% In short, the A6 design trades off some additional design complexity for
% a lesser management load and a lesser use of DNS resource when either
% renumbering or multi-homing are frequent.
% 
% -- Christian Huitema

        What has changed is some empirical, operational experience
        with A6/DNAME records. The expectation that the mgmt load 
        would be less appears to be based on the premise that the
        overall "clue" factor would rise. What has occured is that
        the clue factor is (still) tending flat, with a rising 
        population. The tools are -NOT- in place to ease the administrative
        complexities, (just where are my offsets anyway?) and the
        encoding methods are fairly non-obvious to the normal 
        operational crowd. While the design may be conceptually 
        elegant, the barriers to adoption are looking -very- high.

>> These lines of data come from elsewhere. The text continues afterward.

//! Checkpoint I/O rate limiting.
//!
//! The limiter divides time into 100 ms quantums and allows `iopq` I/Os per
//! quantum. Once the flush loop has done that many, it parks for what is left
//! of the quantum. It is best effort: overshoot inside a quantum is accepted
//! and never paid back in later quantums.
//!
//! # State word
//! ```text
//!  63                               32 31                                0
//! ┌──────────────────────────────────┬───────────────────────────────────┐
//! │         disabled counter         │               iopq                │
//! │  bit 32: disabled by config      │      I/Os allowed per quantum     │
//! │  bits 33..: overrides × 2        │                                   │
//! └──────────────────────────────────┴───────────────────────────────────┘
//! ```
//! Both halves change together in one compare-and-swap, so the sticky
//! config bit, the override depth and `iopq` never disagree.
//!
//! # Stamp
//! The flush loop carries a stamp between calls: the low 32 bits are the
//! quantum start time in milliseconds (truncated), the high 32 bits count
//! I/Os done in that quantum.

use std::fmt;
use std::sync::atomic::{AtomicU64, Ordering};
use std::sync::Arc;
use std::time::Duration;

use crate::common::config::{QUANTUMS_PER_SECOND, QUANTUM_MILLIS};
use crate::common::Settings;

use super::clock::{IoClock, SystemClock};

/// Stamp meaning "no throttling state to carry forward".
pub const INITIAL_STAMP: u64 = 0;

const HALF_BITS: u32 = 32;
const LOW_MASK: u64 = (1 << HALF_BITS) - 1;
const CONFIG_DISABLED_BIT: u32 = 1;
const OVERRIDE_STEP: u32 = 2;

/// Decoded limiter state word.
#[derive(Debug, Clone, Copy, PartialEq, Eq, Default)]
pub struct LimiterState {
    /// Override depth × 2, plus the config-disabled bit.
    pub disabled_counter: u32,
    /// I/Os allowed per quantum.
    pub iopq: u32,
}

impl LimiterState {
    #[inline]
    pub fn encode(self) -> u64 {
        (u64::from(self.disabled_counter) << HALF_BITS) | u64::from(self.iopq)
    }

    #[inline]
    pub fn decode(word: u64) -> Self {
        Self {
            disabled_counter: (word >> HALF_BITS) as u32,
            iopq: (word & LOW_MASK) as u32,
        }
    }

    /// Disabled by configuration, not by an override.
    #[inline]
    pub fn config_disabled(self) -> bool {
        self.disabled_counter & CONFIG_DISABLED_BIT != 0
    }

    /// Number of outstanding `disable_limit` calls, rushes included.
    #[inline]
    pub fn overrides(self) -> u32 {
        self.disabled_counter / OVERRIDE_STEP
    }

    /// One more outstanding override, or `None` if the counter is full.
    #[inline]
    fn with_override_added(self) -> Option<Self> {
        self.disabled_counter
            .checked_add(OVERRIDE_STEP)
            .map(|disabled_counter| LimiterState { disabled_counter, ..self })
    }

    /// Whether `maybe_limit_io` would throttle.
    #[inline]
    pub fn is_limiting(self) -> bool {
        self.disabled_counter == 0 && self.iopq > 0
    }
}

/// Hook the flush loop passes in to hear about pauses.
pub trait FlushEvent {
    /// Called right before the limiter parks for `pause`.
    fn report_io_limited(&mut self, pause: Duration);
}

impl FlushEvent for () {
    fn report_io_limited(&mut self, _pause: Duration) {}
}

/// Pause counters for one limiter.
#[derive(Debug, Default)]
pub struct LimiterStats {
    pauses: AtomicU64,
    paused_millis: AtomicU64,
}

impl LimiterStats {
    /// Number of times the flush loop was paused.
    pub fn pauses(&self) -> u64 {
        self.pauses.load(Ordering::Relaxed)
    }

    /// Total time actually spent parked. May be less than requested, since
    /// a park can end early.
    pub fn paused(&self) -> Duration {
        Duration::from_millis(self.paused_millis.load(Ordering::Relaxed))
    }

    fn record(&self, pause: Duration) {
        self.pauses.fetch_add(1, Ordering::Relaxed);
        self.paused_millis
            .fetch_add(pause.as_millis() as u64, Ordering::Relaxed);
    }
}

/// Rate limiter for checkpoint flush I/O.
///
/// # Usage
/// ```
/// use tidemark::io::{IoLimiter, INITIAL_STAMP};
///
/// let limiter = IoLimiter::new(600);
/// let mut stamp = INITIAL_STAMP;
/// for _batch in 0..3 {
///     // ... write 10 pages ...
///     stamp = limiter.maybe_limit_io(stamp, 10, &mut ());
/// }
/// ```
pub struct IoLimiter {
    state: AtomicU64,
    clock: Arc<dyn IoClock>,
    stats: LimiterStats,
}

impl IoLimiter {
    /// Limiter allowing `iops` I/Os per second on the wall clock.
    pub fn new(iops: i64) -> Self {
        Self::with_clock(iops, Arc::new(SystemClock))
    }

    /// Limiter with an explicit clock.
    pub fn with_clock(iops: i64, clock: Arc<dyn IoClock>) -> Self {
        Self {
            state: AtomicU64::new(Self::configured_state(LimiterState::default(), iops).encode()),
            clock,
            stats: LimiterStats::default(),
        }
    }

    /// Limiter that never throttles.
    pub fn unlimited() -> Self {
        Self::new(-1)
    }

    /// Limiter following the store's dynamic iops setting.
    ///
    /// Later changes to the setting reconfigure the limiter. The
    /// subscription holds a weak reference, so it does not keep the limiter
    /// alive.
    pub fn from_settings(settings: &Settings, clock: Arc<dyn IoClock>) -> Arc<Self> {
        let setting = &settings.checkpoint_iops_limit;
        let limiter = Arc::new(Self::with_clock(setting.get(), clock));
        let weak = Arc::downgrade(&limiter);
        setting.subscribe(move |_, iops| {
            if let Some(limiter) = weak.upgrade() {
                limiter.configure(iops);
            }
        });
        limiter
    }

    // ========================================================================
    // Throttling
    // ========================================================================

    /// Account for `recently_completed_ios` and pause if the quantum's
    /// budget is used up.
    ///
    /// Returns the stamp to pass to the next call.
    pub fn maybe_limit_io(
        &self,
        previous_stamp: u64,
        recently_completed_ios: u32,
        flush_event: &mut dyn FlushEvent,
    ) -> u64 {
        let state = self.state();
        if !state.is_limiting() {
            return INITIAL_STAMP;
        }

        let now = self.clock.now_millis() & LOW_MASK;
        let then = previous_stamp & LOW_MASK;
        let elapsed = now.wrapping_sub(then) & LOW_MASK;
        if elapsed > QUANTUM_MILLIS {
            return compose_stamp(now, u64::from(recently_completed_ios));
        }

        let io_sum = (previous_stamp >> HALF_BITS) + u64::from(recently_completed_ios);
        if io_sum >= u64::from(state.iopq) {
            let pause = Duration::from_millis(QUANTUM_MILLIS - elapsed);
            tracing::trace!(io_sum, iopq = state.iopq, ?pause, "checkpoint I/O limited");
            flush_event.report_io_limited(pause);
            let parked_at = self.clock.now_millis();
            self.clock.park(pause);
            let woke_at = self.clock.now_millis();
            self.stats.record(Duration::from_millis(woke_at.saturating_sub(parked_at)));
            return compose_stamp(woke_at & LOW_MASK, 0);
        }

        compose_stamp(then, io_sum)
    }

    // ========================================================================
    // Configuration and overrides
    // ========================================================================

    /// Apply a new I/Os-per-second setting. Below 1 means unlimited.
    pub fn configure(&self, iops: i64) {
        let state = self.update(|state| Self::configured_state(state, iops));
        tracing::debug!(
            iops,
            iopq = state.iopq,
            config_disabled = state.config_disabled(),
            "checkpoint I/O limit configured"
        );
    }

    fn configured_state(state: LimiterState, iops: i64) -> LimiterState {
        if iops < 1 {
            LimiterState {
                disabled_counter: state.disabled_counter | CONFIG_DISABLED_BIT,
                iopq: 0,
            }
        } else {
            let iopq = (iops as u64 / QUANTUMS_PER_SECOND).min(u64::from(u32::MAX)) as u32;
            LimiterState {
                disabled_counter: state.disabled_counter & !CONFIG_DISABLED_BIT,
                iopq,
            }
        }
    }

    /// Suspend limiting until the matching [`enable_limit`](Self::enable_limit).
    ///
    /// A full override counter already keeps limiting off, so an override
    /// past that is dropped with an error log.
    pub fn disable_limit(&self) {
        let mut saturated = false;
        self.update(|state| match state.with_override_added() {
            Some(next) => {
                saturated = false;
                next
            }
            None => {
                saturated = true;
                state
            }
        });
        debug_assert!(!saturated, "too many outstanding disable_limit() calls");
        if saturated {
            tracing::error!("checkpoint I/O override counter saturated");
        }
    }

    /// Undo one [`disable_limit`](Self::disable_limit). Never clears the
    /// config-disabled bit.
    pub fn enable_limit(&self) {
        let mut unpaired = false;
        self.update(|state| {
            unpaired = state.overrides() == 0;
            if unpaired {
                state
            } else {
                LimiterState {
                    disabled_counter: state.disabled_counter - OVERRIDE_STEP,
                    ..state
                }
            }
        });
        if unpaired {
            tracing::warn!("enable_limit() without a matching disable_limit()");
        }
    }

    /// Bypass limiting until the returned guard is closed or dropped.
    pub fn begin_temporary_rush(&self) -> RushGuard<'_> {
        self.disable_limit();
        tracing::debug!("checkpoint I/O rush started");
        RushGuard {
            limiter: self,
            closed: false,
        }
    }

    fn update<F>(&self, mut f: F) -> LimiterState
    where
        F: FnMut(LimiterState) -> LimiterState,
    {
        let mut current = self.state.load(Ordering::Acquire);
        loop {
            let next = f(LimiterState::decode(current));
            match self.state.compare_exchange_weak(
                current,
                next.encode(),
                Ordering::AcqRel,
                Ordering::Acquire,
            ) {
                Ok(_) => return next,
                Err(actual) => current = actual,
            }
        }
    }

    // ========================================================================
    // Inspection
    // ========================================================================

    /// Decoded current state.
    #[inline]
    pub fn state(&self) -> LimiterState {
        LimiterState::decode(self.state.load(Ordering::Acquire))
    }

    /// Whether the next `maybe_limit_io` call could throttle.
    #[inline]
    pub fn is_limited(&self) -> bool {
        self.state().is_limiting()
    }

    /// Configured I/Os per quantum.
    #[inline]
    pub fn io_per_quantum(&self) -> u32 {
        self.state().iopq
    }

    pub fn stats(&self) -> &LimiterStats {
        &self.stats
    }
}

impl fmt::Debug for IoLimiter {
    fn fmt(&self, f: &mut fmt::Formatter<'_>) -> fmt::Result {
        f.debug_struct("IoLimiter")
            .field("state", &self.state())
            .field("stats", &self.stats)
            .finish()
    }
}

#[inline]
fn compose_stamp(quantum_start: u64, ios: u64) -> u64 {
    (ios << HALF_BITS) | (quantum_start & LOW_MASK)
}

/// Keeps I/O limiting off while alive.
///
/// Rushes nest: limiting resumes only once every guard is gone.
#[must_use = "the rush ends as soon as the guard is dropped"]
pub struct RushGuard<'a> {
    limiter: &'a IoLimiter,
    closed: bool,
}

impl RushGuard<'_> {
    /// End the rush. Only the first call has an effect.
    pub fn close(&mut self) {
        if !self.closed {
            self.closed = true;
            self.limiter.enable_limit();
            tracing::debug!("checkpoint I/O rush ended");
        }
    }
}

impl Drop for RushGuard<'_> {
    fn drop(&mut self) {
        self.close();
    }
}

impl fmt::Debug for RushGuard<'_> {
    fn fmt(&self, f: &mut fmt::Formatter<'_>) -> fmt::Result {
        f.debug_struct("RushGuard").field("closed", &self.closed).finish()
    }
}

        (where oh where is a simple DNAME replacement for:
                %dig -x 192.168.10.10 
         'cause 
                %dig -x 3ffe:1::c620:242 
        fails. Note that I can "cut" the v6 address from my
        ifconfig.  But now, w/o my useful -x flag, I'm stuck
        with this:
                %dig 2.4.2.0.2.6.c.0.0.(yes, you need them all).1.e.f.f.3.ip6.int

        Not at all operationally friendly.
        The DNAME & A6 wigets are just to wierd to type in. 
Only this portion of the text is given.